Jean-Christophe Maillot, malgré un planning chargé (création de La Mégère apprivoisée pour le ballet du théâtre Bolchoï de Moscou répétitions de New Sleep de Forsythe et de la création de Marco Goecke ) nous a accordé de son temps pour revenir sur ses vingt ans à la tête des Ballets de Monte-Carlo et nous donner son sentiment sur la danse aujourd'hui… L’occasion également de faire un bilan à travers ce grand entretien exclusif.

Jean-Christophe Maillot@Alice Blangero

1 - Le chorégraphe et l'institution

Que signifient pour vous ces 20 ans à la tête des Ballets de Monte-Carlo, mais aussi, 30 ans de carrière, puisque vous dirigiez le Centre Chorégraphique National de Tours depuis dix ans quand S.A.R la Princesse de Hanovre est venue vous chercher pour diriger les Ballets de Monte-Carlo ?

C’est exactement la réflexion que je me suis faite ! Je suis sous contrat depuis l’âge de dix-huit ans… Pourtant, je n’ai jamais eu d’ambition en ce qui concerne ma carrière.
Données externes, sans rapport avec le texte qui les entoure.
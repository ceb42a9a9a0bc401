//! Sequence deduplication within one generation pass.

use std::collections::HashSet;
use tracing::{debug, warn};

use crate::core::metadata::{Sequence, SequenceKey, Table};
use crate::dialect::DropObject;
use crate::error::Result;

use super::context::ScriptContext;

/// Sequences already referenced by a column visited in this pass.
#[derive(Debug, Default)]
pub struct SequenceCoverage {
    covered: HashSet<SequenceKey>,
}

impl SequenceCoverage {
    pub fn new() -> Self {
        Self::default()
    }

    /// Mark every sequence referenced by the table's columns.
    ///
    /// Returns the sequences this table is the first to reference.
    pub fn cover_table<'t>(&mut self, table: &'t Table) -> Vec<&'t Sequence> {
        table
            .sequences()
            .filter(|seq| self.covered.insert(seq.key()))
            .collect()
    }

    pub fn is_covered(&self, sequence: &Sequence) -> bool {
        self.covered.contains(&sequence.key())
    }

    /// Sequences not referenced by any covered table, deduplicated by key in
    /// their original order.
    pub fn uncovered<'s>(
        &self,
        sequences: impl IntoIterator<Item = &'s Sequence>,
    ) -> Vec<&'s Sequence> {
        let mut seen = HashSet::new();
        sequences
            .into_iter()
            .filter(|seq| !self.is_covered(seq) && seen.insert(seq.key()))
            .collect()
    }
}

/// Drop and create statements for one sequence, per the requested script kinds.
pub fn sequence_scripts(ctx: &ScriptContext<'_>, sequence: &Sequence) -> Vec<String> {
    let qualified = ctx.sequence_name(sequence);
    let mut statements = Vec::with_capacity(2);
    if ctx.drops() {
        statements.push(ctx.dialect.drop_statement(DropObject::Sequence, &qualified, false));
    }
    if ctx.creates() {
        statements.push(ctx.dialect.create_sequence(&qualified, sequence));
    }
    statements
}

/// Scripts for the sequences of a generation root that no column of `tables`
/// references.
pub fn non_referenced_sequence_scripts<'a>(
    ctx: &ScriptContext<'_>,
    sequences: impl IntoIterator<Item = &'a Sequence>,
    tables: impl IntoIterator<Item = &'a Table>,
) -> Result<Vec<String>> {
    let mut coverage = SequenceCoverage::new();
    for table in tables {
        coverage.cover_table(table);
    }
    let uncovered = coverage.uncovered(sequences);
    if uncovered.is_empty() {
        return Ok(Vec::new());
    }
    if !ctx.dialect.supports_sequences() {
        warn!(
            "{} does not support sequences, skipping {} sequence(s)",
            ctx.dialect.name(),
            uncovered.len()
        );
        return Ok(Vec::new());
    }
    let mut statements = Vec::with_capacity(uncovered.len() * 2);
    for sequence in uncovered {
        debug!("Scripting sequence {}", sequence.name);
        statements.extend(sequence_scripts(ctx, sequence));
    }
    Ok(statements)
}

#[cfg(test)]
mod tests {
    use super::*;
    use crate::core::identifier::IdentifierQuoting;
    use crate::core::metadata::{Column, Database, DatabaseInfo};
    use crate::core::types::codes;
    use crate::dialect::{vendors, Dialect};
    use crate::script::context::ScriptKind;

    fn postgres() -> Dialect {
        vendors::postgres(DatabaseInfo::new("PostgreSQL")).with_quoting(IdentifierQuoting::Always)
    }

    fn id_column(sequence: Option<Sequence>) -> Column {
        let column = Column::new("id", codes::INTEGER, "INTEGER");
        match sequence {
            Some(seq) => column.with_sequence(seq),
            None => column,
        }
    }

    #[test]
    fn test_table_with_unreferenced_schema_sequence() {
        let dialect = postgres();
        let ctx = ScriptContext::new(&dialect);
        let mut database = Database::new(None);
        let schema = database.schema_mut(None, Some("s3"));
        let seq1 = Sequence::new("seq1")
            .in_schema(None, Some("s3"))
            .owned_by("t1", "c1");
        let seq2 = Sequence::new("seq2").in_schema(None, Some("s3"));
        schema.add_sequence(seq1.clone());
        schema.add_sequence(seq2);
        let table = schema.add_table(Table::new("t1")).unwrap();
        table.add_column(id_column(Some(seq1))).unwrap();

        let schema = database.schema(None, Some("s3")).unwrap();
        let t1 = schema.table("t1").unwrap();
        let scripts =
            non_referenced_sequence_scripts(&ctx, schema.sequences(), std::iter::once(t1)).unwrap();
        assert_eq!(
            scripts,
            vec![
                "DROP SEQUENCE IF EXISTS \"seq2\"".to_string(),
                "CREATE SEQUENCE \"seq2\" NO MINVALUE NO MAXVALUE NO CYCLE".to_string(),
            ]
        );
    }

    #[test]
    fn test_table_referencing_its_only_sequence() {
        let dialect = postgres();
        let ctx = ScriptContext::new(&dialect);
        let seq3 = Sequence::new("seq3");
        let mut table = Table::new("t2");
        table.add_column(id_column(Some(seq3.clone()))).unwrap();

        let sequences = [seq3];
        let scripts =
            non_referenced_sequence_scripts(&ctx, sequences.iter(), std::iter::once(&table))
                .unwrap();
        assert!(scripts.is_empty());
    }

    #[test]
    fn test_schema_level_passes() {
        let dialect = postgres();
        let ctx = ScriptContext::new(&dialect);
        let mut database = Database::new(None);

        let schema1 = database.schema_mut(None, Some("schema1"));
        let seq1 = Sequence::new("seq1").in_schema(None, Some("schema1"));
        schema1.add_sequence(seq1.clone());
        schema1.add_sequence(Sequence::new("seq2").in_schema(None, Some("schema1")));
        schema1
            .add_table(Table::new("t1"))
            .unwrap()
            .add_column(id_column(Some(seq1)))
            .unwrap();

        let schema2 = database.schema_mut(None, Some("schema2"));
        schema2
            .add_table(Table::new("t2"))
            .unwrap()
            .add_column(id_column(None))
            .unwrap();
        schema2.add_sequence(Sequence::new("seq3").in_schema(None, Some("schema2")));
        schema2.add_sequence(Sequence::new("seq4").in_schema(None, Some("schema2")));

        // seq5 is owned by schema2 but listed under schema3 as well.
        let seq5 = Sequence::new("seq5").in_schema(None, Some("schema2"));
        let schema3 = database.schema_mut(None, Some("schema3"));
        schema3.add_sequence(seq5.clone());
        schema3
            .add_table(Table::new("t3"))
            .unwrap()
            .add_column(id_column(Some(seq5)))
            .unwrap();

        let run = |name: &str| {
            let schema = database.schema(None, Some(name)).unwrap();
            non_referenced_sequence_scripts(&ctx, schema.sequences(), schema.tables()).unwrap()
        };

        assert_eq!(
            run("schema1"),
            vec![
                "DROP SEQUENCE IF EXISTS \"seq2\"".to_string(),
                "CREATE SEQUENCE \"seq2\" NO MINVALUE NO MAXVALUE NO CYCLE".to_string(),
            ]
        );
        assert_eq!(
            run("schema2"),
            vec![
                "DROP SEQUENCE IF EXISTS \"seq3\"".to_string(),
                "CREATE SEQUENCE \"seq3\" NO MINVALUE NO MAXVALUE NO CYCLE".to_string(),
                "DROP SEQUENCE IF EXISTS \"seq4\"".to_string(),
                "CREATE SEQUENCE \"seq4\" NO MINVALUE NO MAXVALUE NO CYCLE".to_string(),
            ]
        );
        assert!(run("schema3").is_empty());
    }

    #[test]
    fn test_same_name_in_different_schemas_is_distinct() {
        let a = Sequence::new("seq").in_schema(None, Some("a"));
        let b = Sequence::new("seq").in_schema(None, Some("b"));
        let mut table = Table::new("t");
        table.add_column(id_column(Some(a.clone()))).unwrap();

        let mut coverage = SequenceCoverage::new();
        assert_eq!(coverage.cover_table(&table).len(), 1);
        assert!(coverage.cover_table(&table).is_empty());
        let uncovered = coverage.uncovered([&a, &b, &b]);
        assert_eq!(uncovered, vec![&b]);
    }

    #[test]
    fn test_unsupported_sequences_are_skipped() {
        let dialect = vendors::mysql(DatabaseInfo::new("MySQL"));
        let ctx = ScriptContext::new(&dialect);
        let sequences = [Sequence::new("orphan")];
        let tables: [Table; 0] = [];
        let scripts = non_referenced_sequence_scripts(&ctx, sequences.iter(), tables.iter()).unwrap();
        assert!(scripts.is_empty());
    }

    #[test]
    fn test_create_only() {
        let dialect = postgres();
        let ctx = ScriptContext::new(&dialect).with_script_kinds([ScriptKind::Create]);
        let mut seq = Sequence::new("orders_seq");
        seq.start_with = Some(100);
        assert_eq!(
            sequence_scripts(&ctx, &seq),
            vec!["CREATE SEQUENCE \"orders_seq\" START WITH 100 NO MINVALUE NO MAXVALUE NO CYCLE"]
        );
    }
}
Ou plutôt, je n’ai jamais réussi à me projeter dans l’avenir. Pas plus que je ne suis sujet à la nostalgie. Je suis, en fait, toujours obsédé par le présent. Donc finalement, je ne compte pas trente ans de carrière, mais trente fois un an. Je le vis comme ça. Et soudain, je me retourne et je mesure le temps écoulé. Cela dit, l’absence de plan me rassure et je me demande si ce n’est pas la plus belle façon de construire. Car je suis parti d’un appentis sans jamais songer à avoir une maison… elle s’est construite peu à peu, presque à mon insu.

Et, bien que ça me fasse toujours un peu peur, d’avoir une maison, je suis heureux de voir tout ce qu’elle a généré au fil du temps.  Et je me rends compte, finalement, que j’ai un parcours assez droit dans sa démarche et dans son objectif.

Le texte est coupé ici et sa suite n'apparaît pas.